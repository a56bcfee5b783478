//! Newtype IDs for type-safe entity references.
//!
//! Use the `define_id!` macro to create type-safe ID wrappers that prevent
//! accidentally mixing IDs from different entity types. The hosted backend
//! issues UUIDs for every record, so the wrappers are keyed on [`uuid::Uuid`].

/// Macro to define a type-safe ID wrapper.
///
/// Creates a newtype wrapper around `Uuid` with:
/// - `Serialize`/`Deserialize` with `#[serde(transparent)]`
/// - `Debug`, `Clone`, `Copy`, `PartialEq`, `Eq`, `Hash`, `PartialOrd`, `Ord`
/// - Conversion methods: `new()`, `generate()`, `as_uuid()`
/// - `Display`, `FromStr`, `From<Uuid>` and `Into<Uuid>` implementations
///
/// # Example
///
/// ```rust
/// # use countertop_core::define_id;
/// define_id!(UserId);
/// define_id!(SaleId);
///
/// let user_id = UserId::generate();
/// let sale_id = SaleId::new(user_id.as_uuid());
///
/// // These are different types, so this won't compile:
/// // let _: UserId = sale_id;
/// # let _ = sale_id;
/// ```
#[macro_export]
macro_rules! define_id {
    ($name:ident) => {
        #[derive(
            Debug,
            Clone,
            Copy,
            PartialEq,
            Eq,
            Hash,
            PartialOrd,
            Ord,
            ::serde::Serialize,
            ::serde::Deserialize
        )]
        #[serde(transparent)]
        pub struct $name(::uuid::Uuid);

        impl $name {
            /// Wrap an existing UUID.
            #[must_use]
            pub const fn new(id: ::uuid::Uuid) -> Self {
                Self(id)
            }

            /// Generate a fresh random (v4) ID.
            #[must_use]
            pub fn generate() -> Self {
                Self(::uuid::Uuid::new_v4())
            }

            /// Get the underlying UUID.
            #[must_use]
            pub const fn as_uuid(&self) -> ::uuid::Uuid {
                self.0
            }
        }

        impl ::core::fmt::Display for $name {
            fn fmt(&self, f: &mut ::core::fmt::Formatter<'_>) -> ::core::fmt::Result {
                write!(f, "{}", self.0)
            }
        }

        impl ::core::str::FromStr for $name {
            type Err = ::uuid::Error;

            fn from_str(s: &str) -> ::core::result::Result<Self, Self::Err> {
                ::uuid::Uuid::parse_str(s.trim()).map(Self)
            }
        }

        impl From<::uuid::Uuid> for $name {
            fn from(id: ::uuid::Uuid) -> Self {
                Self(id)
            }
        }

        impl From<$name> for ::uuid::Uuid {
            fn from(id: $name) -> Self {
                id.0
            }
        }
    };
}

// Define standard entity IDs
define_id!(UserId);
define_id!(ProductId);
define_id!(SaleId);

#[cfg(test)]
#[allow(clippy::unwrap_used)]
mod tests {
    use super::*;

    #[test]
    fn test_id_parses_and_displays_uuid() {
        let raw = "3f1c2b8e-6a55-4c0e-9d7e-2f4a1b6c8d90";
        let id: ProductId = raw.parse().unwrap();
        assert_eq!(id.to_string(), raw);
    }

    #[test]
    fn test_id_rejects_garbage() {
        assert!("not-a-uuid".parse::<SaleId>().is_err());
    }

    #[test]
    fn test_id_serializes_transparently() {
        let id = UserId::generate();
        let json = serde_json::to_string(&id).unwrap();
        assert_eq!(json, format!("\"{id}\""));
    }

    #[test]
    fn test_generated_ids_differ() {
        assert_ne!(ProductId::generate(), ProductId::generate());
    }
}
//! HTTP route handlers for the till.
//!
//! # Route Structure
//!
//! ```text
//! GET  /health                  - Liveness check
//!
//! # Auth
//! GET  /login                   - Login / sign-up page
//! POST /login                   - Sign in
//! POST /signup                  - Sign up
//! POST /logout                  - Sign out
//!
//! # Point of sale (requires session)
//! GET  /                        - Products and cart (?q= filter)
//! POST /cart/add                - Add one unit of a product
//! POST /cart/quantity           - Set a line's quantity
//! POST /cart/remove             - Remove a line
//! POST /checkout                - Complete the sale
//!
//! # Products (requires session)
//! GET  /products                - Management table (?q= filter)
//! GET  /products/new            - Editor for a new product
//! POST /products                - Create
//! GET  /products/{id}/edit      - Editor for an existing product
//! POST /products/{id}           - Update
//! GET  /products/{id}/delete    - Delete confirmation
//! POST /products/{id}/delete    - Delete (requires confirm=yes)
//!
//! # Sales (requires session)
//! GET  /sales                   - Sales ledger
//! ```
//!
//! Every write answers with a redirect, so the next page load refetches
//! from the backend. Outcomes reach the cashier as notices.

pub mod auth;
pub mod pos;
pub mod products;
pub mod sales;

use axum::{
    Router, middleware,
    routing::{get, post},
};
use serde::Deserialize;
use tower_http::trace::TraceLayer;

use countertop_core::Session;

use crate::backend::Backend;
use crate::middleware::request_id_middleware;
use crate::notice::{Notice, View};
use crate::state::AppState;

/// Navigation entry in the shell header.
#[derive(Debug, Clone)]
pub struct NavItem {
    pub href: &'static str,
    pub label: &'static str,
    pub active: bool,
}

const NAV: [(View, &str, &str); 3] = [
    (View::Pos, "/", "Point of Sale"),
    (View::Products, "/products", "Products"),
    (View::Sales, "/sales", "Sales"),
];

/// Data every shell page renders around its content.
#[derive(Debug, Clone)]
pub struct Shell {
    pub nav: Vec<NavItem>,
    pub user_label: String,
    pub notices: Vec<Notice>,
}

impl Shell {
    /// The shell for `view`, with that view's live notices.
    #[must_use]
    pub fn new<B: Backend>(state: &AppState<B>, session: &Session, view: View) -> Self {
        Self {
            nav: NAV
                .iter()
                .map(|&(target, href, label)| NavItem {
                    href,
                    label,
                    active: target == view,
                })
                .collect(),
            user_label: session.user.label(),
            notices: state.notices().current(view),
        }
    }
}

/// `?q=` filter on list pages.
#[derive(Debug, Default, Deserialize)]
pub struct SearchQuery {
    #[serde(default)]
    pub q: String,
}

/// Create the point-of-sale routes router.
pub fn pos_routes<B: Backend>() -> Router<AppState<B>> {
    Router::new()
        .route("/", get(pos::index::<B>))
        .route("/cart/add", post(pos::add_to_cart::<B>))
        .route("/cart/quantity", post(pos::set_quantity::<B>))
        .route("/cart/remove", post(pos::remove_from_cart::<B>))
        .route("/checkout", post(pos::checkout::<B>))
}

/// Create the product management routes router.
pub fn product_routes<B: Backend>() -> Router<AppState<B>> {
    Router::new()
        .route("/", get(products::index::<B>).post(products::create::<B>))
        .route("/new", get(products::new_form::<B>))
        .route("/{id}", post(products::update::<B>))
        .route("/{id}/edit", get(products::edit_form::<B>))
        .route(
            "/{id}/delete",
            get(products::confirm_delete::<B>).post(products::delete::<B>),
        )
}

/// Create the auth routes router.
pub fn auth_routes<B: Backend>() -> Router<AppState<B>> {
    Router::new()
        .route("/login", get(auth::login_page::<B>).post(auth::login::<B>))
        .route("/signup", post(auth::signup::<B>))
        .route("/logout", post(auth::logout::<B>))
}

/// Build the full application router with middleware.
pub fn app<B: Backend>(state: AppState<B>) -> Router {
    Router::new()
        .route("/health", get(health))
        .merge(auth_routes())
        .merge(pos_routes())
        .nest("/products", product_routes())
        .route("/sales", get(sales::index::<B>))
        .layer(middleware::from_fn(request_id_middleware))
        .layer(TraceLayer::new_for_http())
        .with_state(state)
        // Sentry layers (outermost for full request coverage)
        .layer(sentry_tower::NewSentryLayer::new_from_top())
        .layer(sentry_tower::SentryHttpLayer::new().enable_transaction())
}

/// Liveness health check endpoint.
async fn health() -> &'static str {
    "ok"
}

============

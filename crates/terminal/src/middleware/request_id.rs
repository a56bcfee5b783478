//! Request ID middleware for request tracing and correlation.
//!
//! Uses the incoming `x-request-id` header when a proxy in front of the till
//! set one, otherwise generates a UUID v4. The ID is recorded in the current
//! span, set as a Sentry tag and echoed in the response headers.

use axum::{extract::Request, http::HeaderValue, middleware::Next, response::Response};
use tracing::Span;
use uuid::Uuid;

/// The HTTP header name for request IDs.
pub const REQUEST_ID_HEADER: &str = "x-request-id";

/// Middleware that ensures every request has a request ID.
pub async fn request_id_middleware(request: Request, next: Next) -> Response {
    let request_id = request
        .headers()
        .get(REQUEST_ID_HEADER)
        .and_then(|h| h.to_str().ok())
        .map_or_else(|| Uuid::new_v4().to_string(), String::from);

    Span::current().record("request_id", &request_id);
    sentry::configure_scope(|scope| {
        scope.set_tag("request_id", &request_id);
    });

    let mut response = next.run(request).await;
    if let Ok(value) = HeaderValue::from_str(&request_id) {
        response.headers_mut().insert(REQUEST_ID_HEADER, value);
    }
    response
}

============

**TASK INSTRUCTIONS:** Scan the records for lines that hold "href", and reproduce each one you find.

**EXERCISE ANSWER:**
    pub href: &'static str,
                .map(|&(target, href, label)| NavItem {
                    href,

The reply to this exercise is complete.